Only 18 cases were found to be positive for both MYC and BCL2 accounting for 10.9% of all DLBCLs. The double expressing tumors showed a higher mean Ki67 index of 45% compared to the non-double expressing group (29%). No difference was noted in median age, sex preponderance, cell of origin or site of occurrence between the two groups.

A total of 67 cases accounting for 40.6% of the cases were classified as GCB. Of the 97 non-GCB cases, 64 (70%) occurred in extranodal sites, a statistically significant correlation (p=0.016). The non-GCB group also showed mean higher Ki67 index (36%) compared to GCB group (26%) (p=0.008). No differences were detected in sex or median ages between these two groups.

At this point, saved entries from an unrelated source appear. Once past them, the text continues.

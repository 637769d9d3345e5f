//! # Userhub Security
//!
//! Password hashing for Userhub. Plain-text passwords never leave this crate
//! other than as an Argon2id PHC string.

pub mod password;

pub use password::*;
//! Cache interface trait for abstracted caching operations.

use async_trait::async_trait;
use std::time::Duration;
use tracing::warn;
use userhub_core::HubResult;

/// Cache interface for storing and retrieving cached data.
///
/// Uses JSON strings for type-erased storage to stay dyn-compatible.
#[async_trait]
pub trait CacheInterface: Send + Sync {
    /// Get a raw JSON value from the cache.
    ///
    /// Returns `None` if the key doesn't exist or has expired.
    async fn get_raw(&self, key: &str) -> HubResult<Option<String>>;

    /// Set a raw JSON value in the cache with a TTL.
    async fn set_raw(&self, key: &str, value: &str, ttl: Duration) -> HubResult<()>;

    /// Delete a value from the cache.
    ///
    /// Returns `true` if the key existed and was deleted.
    async fn delete(&self, key: &str) -> HubResult<bool>;

    /// Releases the underlying connections. Later calls fail.
    async fn close(&self);
}

/// Extension trait with typed methods for convenience.
#[async_trait]
pub trait CacheExt: CacheInterface {
    /// Get a typed value from the cache.
    ///
    /// An entry that no longer deserializes as `T` is reported as a miss so
    /// the caller reloads it from the store and overwrites it.
    async fn get<T: serde::de::DeserializeOwned + Send>(&self, key: &str) -> HubResult<Option<T>> {
        match self.get_raw(key).await? {
            Some(json) => match serde_json::from_str::<T>(&json) {
                Ok(value) => Ok(Some(value)),
                Err(e) => {
                    warn!("Discarding malformed cache entry '{}': {}", key, e);
                    Ok(None)
                }
            },
            None => Ok(None),
        }
    }

    /// Set a typed value in the cache.
    async fn set<T: serde::Serialize + Send + Sync>(
        &self,
        key: &str,
        value: &T,
        ttl: Duration,
    ) -> HubResult<()> {
        let json = serde_json::to_string(value)?;
        self.set_raw(key, &json, ttl).await
    }

    /// Get a value or compute and cache it if not present.
    ///
    /// Cache errors propagate; nothing is swallowed.
    async fn get_or_set<T, F, Fut>(&self, key: &str, ttl: Duration, factory: F) -> HubResult<T>
    where
        T: serde::Serialize + serde::de::DeserializeOwned + Send + Sync,
        F: FnOnce() -> Fut + Send,
        Fut: std::future::Future<Output = HubResult<T>> + Send,
    {
        if let Some(cached) = self.get::<T>(key).await? {
            return Ok(cached);
        }

        let value = factory().await?;
        self.set(key, &value, ttl).await?;

        Ok(value)
    }
}

// Blanket implementation for all CacheInterface implementations
impl<T: CacheInterface + ?Sized> CacheExt for T {}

A total of 121 cases were analysed for CD5 immunoreactivity with 11(9.1%) cases showing positivity. All but one of the positive cases occurred in males. No differences were detected in median ages, mean Ki67 indices, cell of origin or site of occurrence between the CD5 positive and negative groups. None of the CD5 positive cases expressed cyclin D1. Only 3 (2.5%) cases out of the 122 stained expressed CD30.

Conclusion: We report a lower prevalence of MYC/BCL2 double expression as compared to studies conducted in the West. This understates the reasons for this as an area for future studies. However, we report a higher prevalence of the poor prognosis non-GCB subtype of DLBCL understating the need for routine analysis of COO for all DLBCL cases to include rituximab as an adjuvant to CHOP. Classification for cell of origin at diagnosis is also crucial to prognosticate and predict outcomes in our patients. Prevalence of CD5 positive cases is similar to reported literature. The effect of higher prevalence of HIV in our region was not studied due to lack of clinical information and certainly warrants further exploration in future prospective studies.

The value of routine CD30 staining remains to be confirmed given the low prevalence of this sub-group in the study.